#### [TASK DIRECTIONS]
Using the records below, give again exactly the lines from the line that contains "pub fn len(&self)" through the line that contains "return the carriage.", both ends included, and only those.

#### [Stored items]
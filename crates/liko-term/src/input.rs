// SPDX-License-Identifier: MIT
#![allow(unsafe_code)]
//
// Input reader — one byte per call, bounded by the raw-mode read timeout.
//
// In raw mode VMIN=0 and VTIME>0, so read(2) returns either a single byte
// or zero bytes once the timeout lapses. Zero bytes is not an error; it is
// the "no input yet" outcome and the loop simply repaints and asks again.

use std::io;
use std::os::unix::io::RawFd;

use tracing::trace;

use crate::error::{Result, TermError};

/// The control-key encoding: Ctrl+`c` is `c` with its upper three bits cleared.
///
/// `ctrl_key(b'q') == 0x11`. Case does not matter: `ctrl_key(b'Q')` is the
/// same byte.
#[inline]
#[must_use]
pub const fn ctrl_key(c: u8) -> u8 {
    c & 0x1f
}

/// A keystroke as delivered by the terminal.
#[derive(Debug, Clone, Copy, PartialEq, Eq, Hash)]
pub enum Key {
    /// A raw input byte.
    Byte(u8),
    /// The read timed out with nothing available.
    NoInput,
}

impl Key {
    /// The byte, if one was read.
    #[inline]
    #[must_use]
    pub const fn byte(self) -> Option<u8> {
        match self {
            Self::Byte(b) => Some(b),
            Self::NoInput => None,
        }
    }

    /// Whether this is Ctrl+`c`.
    #[inline]
    #[must_use]
    pub const fn is_ctrl(self, c: u8) -> bool {
        matches!(self, Self::Byte(b) if b == ctrl_key(c))
    }
}

/// Something that produces keystrokes.
///
/// The editor loop reads through this trait so tests can script input and a
/// future decoder can sit between the terminal and the dispatcher.
pub trait KeySource {
    /// Read one keystroke, waiting at most the configured timeout.
    ///
    /// # Errors
    ///
    /// Returns [`TermError::Read`] when the read fails for any reason other
    /// than the timeout.
    fn read_key(&mut self) -> Result<Key>;
}

impl<K: KeySource + ?Sized> KeySource for &mut K {
    fn read_key(&mut self) -> Result<Key> {
        (**self).read_key()
    }
}

/// Reads single bytes from a terminal file descriptor.
#[derive(Debug, Clone, Copy)]
pub struct TtyKeys {
    fd: RawFd,
}

impl TtyKeys {
    #[must_use]
    pub const fn new(fd: RawFd) -> Self {
        Self { fd }
    }

    /// Read from standard input.
    #[must_use]
    pub const fn stdin() -> Self {
        Self::new(libc::STDIN_FILENO)
    }
}

impl KeySource for TtyKeys {
    fn read_key(&mut self) -> Result<Key> {
        let mut byte = 0u8;
        let n = unsafe { libc::read(self.fd, (&raw mut byte).cast(), 1) };

        match n {
            1 => {
                trace!(byte, "key");
                Ok(Key::Byte(byte))
            }
            0 => Ok(Key::NoInput),
            _ => {
                let err = io::Error::last_os_error();
                match err.kind() {
                    // A signal landing mid-read counts as a timeout; the loop
                    // checks for it at the top of the next iteration.
                    io::ErrorKind::WouldBlock | io::ErrorKind::Interrupted => Ok(Key::NoInput),
                    _ => Err(TermError::Read { source: err }),
                }
            }
        }
    }
}

// ─── Tests ───────────────────────────────────────────────────────────────────
// SPDX-License-Identifier: MIT
//
// Terminal errors.
//
// Every failure in this crate is fatal to the editor. The variants exist so
// the single top-level handler can name the failing operation next to the
// OS cause, the way `perror` would.

use std::io;

use thiserror::Error;

/// Result alias used throughout liko.
pub type Result<T> = std::result::Result<T, TermError>;

/// A fatal terminal failure.
#[derive(Debug, Error)]
pub enum TermError {
    /// Querying or applying the terminal configuration failed.
    ///
    /// `op` names the call (`tcgetattr`, `tcsetattr`, `sigaction`).
    #[error("{op}: {source}")]
    TerminalQuery {
        op: &'static str,
        #[source]
        source: io::Error,
    },

    /// Reading a keystroke failed for a reason other than the read timeout.
    #[error("read: {source}")]
    Read {
        #[source]
        source: io::Error,
    },

    /// Writing a frame to the terminal failed.
    #[error("write: {source}")]
    Write {
        #[source]
        source: io::Error,
    },
}

impl TermError {
    /// Build a [`TermError::TerminalQuery`] from `errno` right after a failed call.
    pub(crate) fn last_query(op: &'static str) -> Self {
        Self::TerminalQuery {
            op,
            source: io::Error::last_os_error(),
        }
    }

    /// The name of the operation that failed.
    #[must_use]
    pub const fn op(&self) -> &'static str {
        match self {
            Self::TerminalQuery { op, .. } => *op,
            Self::Read { .. } => "read",
            Self::Write { .. } => "write",
        }
    }

    /// The underlying OS error.
    #[must_use]
    pub const fn os_error(&self) -> &io::Error {
        match self {
            Self::TerminalQuery { source, .. }
            | Self::Read { source }
            | Self::Write { source } => source,
        }
    }
}
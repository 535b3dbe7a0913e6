//! Frame assembly and the render-content seam.
//!
//! A [`Frame`] collects one repaint's bytes so the terminal sees a single
//! write. The rows in the middle come from a [`RowSource`]; until there is a
//! text buffer that is [`Placeholder`], a column of `~` markers.

use std::io::{self, Write};

use liko_term::ansi;

/// Initial frame capacity; covers a placeholder screen without reallocation.
const FRAME_CAPACITY: usize = 4096;

/// Bytes for one repaint.
#[derive(Debug, Clone, PartialEq, Eq)]
pub struct Frame {
    buf: Vec<u8>,
}

impl Default for Frame {
    fn default() -> Self {
        Self::new()
    }
}

impl Frame {
    #[must_use]
    pub fn new() -> Self {
        Self {
            buf: Vec::with_capacity(FRAME_CAPACITY),
        }
    }

    /// Append raw bytes.
    #[inline]
    pub fn push(&mut self, bytes: &[u8]) {
        self.buf.extend_from_slice(bytes);
    }

    #[inline]
    pub fn clear_screen(&mut self) {
        self.push(ansi::CLEAR_SCREEN);
    }

    #[inline]
    pub fn cursor_home(&mut self) {
        self.push(ansi::CURSOR_HOME);
    }

    /// Empty the frame for reuse, keeping its allocation.
    #[inline]
    pub fn reset(&mut self) {
        self.buf.clear();
    }

    #[inline]
    #[must_use]
    pub fn as_bytes(&self) -> &[u8] {
        &self.buf
    }

    #[inline]
    #[must_use]
    pub fn len(&self) -> usize {
        self.buf.len()
    }

    #[inline]
    #[must_use]
    pub fn is_empty(&self) -> bool {
        self.buf.is_empty()
    }

    /// Write the whole frame and flush.
    ///
    /// # Errors
    ///
    /// Propagates the writer's error.
    pub fn write_to(&self, w: &mut impl Write) -> io::Result<()> {
        w.write_all(&self.buf)?;
        w.flush()
    }
}

/// Supplies the visible rows of each repaint.
///
/// Called once per loop iteration, between the screen clear and the final
/// cursor home. Each row must end with `\r\n`; output post-processing is off
/// in raw mode, so a bare `\n` would not return the carriage.
pub trait RowSource {
    fn draw_rows(&mut self, frame: &mut Frame, rows: u16);
}

impl<R: RowSource + ?Sized> RowSource for &mut R {
    fn draw_rows(&mut self, frame: &mut Frame, rows: u16) {
        (**self).draw_rows(frame, rows);
    }
}

/// One marker character per row.
#[derive(Debug, Clone, Copy, PartialEq, Eq)]
pub struct Placeholder {
    marker: u8,
}

impl Placeholder {
    pub const DEFAULT_MARKER: u8 = b'~';

    #[must_use]
    pub const fn new(marker: u8) -> Self {
        Self { marker }
    }
}

impl Default for Placeholder {
    fn default() -> Self {
        Self::new(Self::DEFAULT_MARKER)
    }
}

impl RowSource for Placeholder {
    fn draw_rows(&mut self, frame: &mut Frame, rows: u16) {
        for _ in 0..rows {
            frame.push(&[self.marker, b'\r', b'\n']);
        }
    }
}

#### [OUTPUT]
    pub fn len(&self) -> usize {
        self.buf.len()
    }

    #[inline]
    #[must_use]
    pub fn is_empty(&self) -> bool {
        self.buf.is_empty()
    }

    /// Write the whole frame and flush.
    ///
    /// # Errors
    ///
    /// Propagates the writer's error.
    pub fn write_to(&self, w: &mut impl Write) -> io::Result<()> {
        w.write_all(&self.buf)?;
        w.flush()
    }
}

/// Supplies the visible rows of each repaint.
///
/// Called once per loop iteration, between the screen clear and the final
/// cursor home. Each row must end with `\r\n`; output post-processing is off
/// in raw mode, so a bare `\n` would not return the carriage.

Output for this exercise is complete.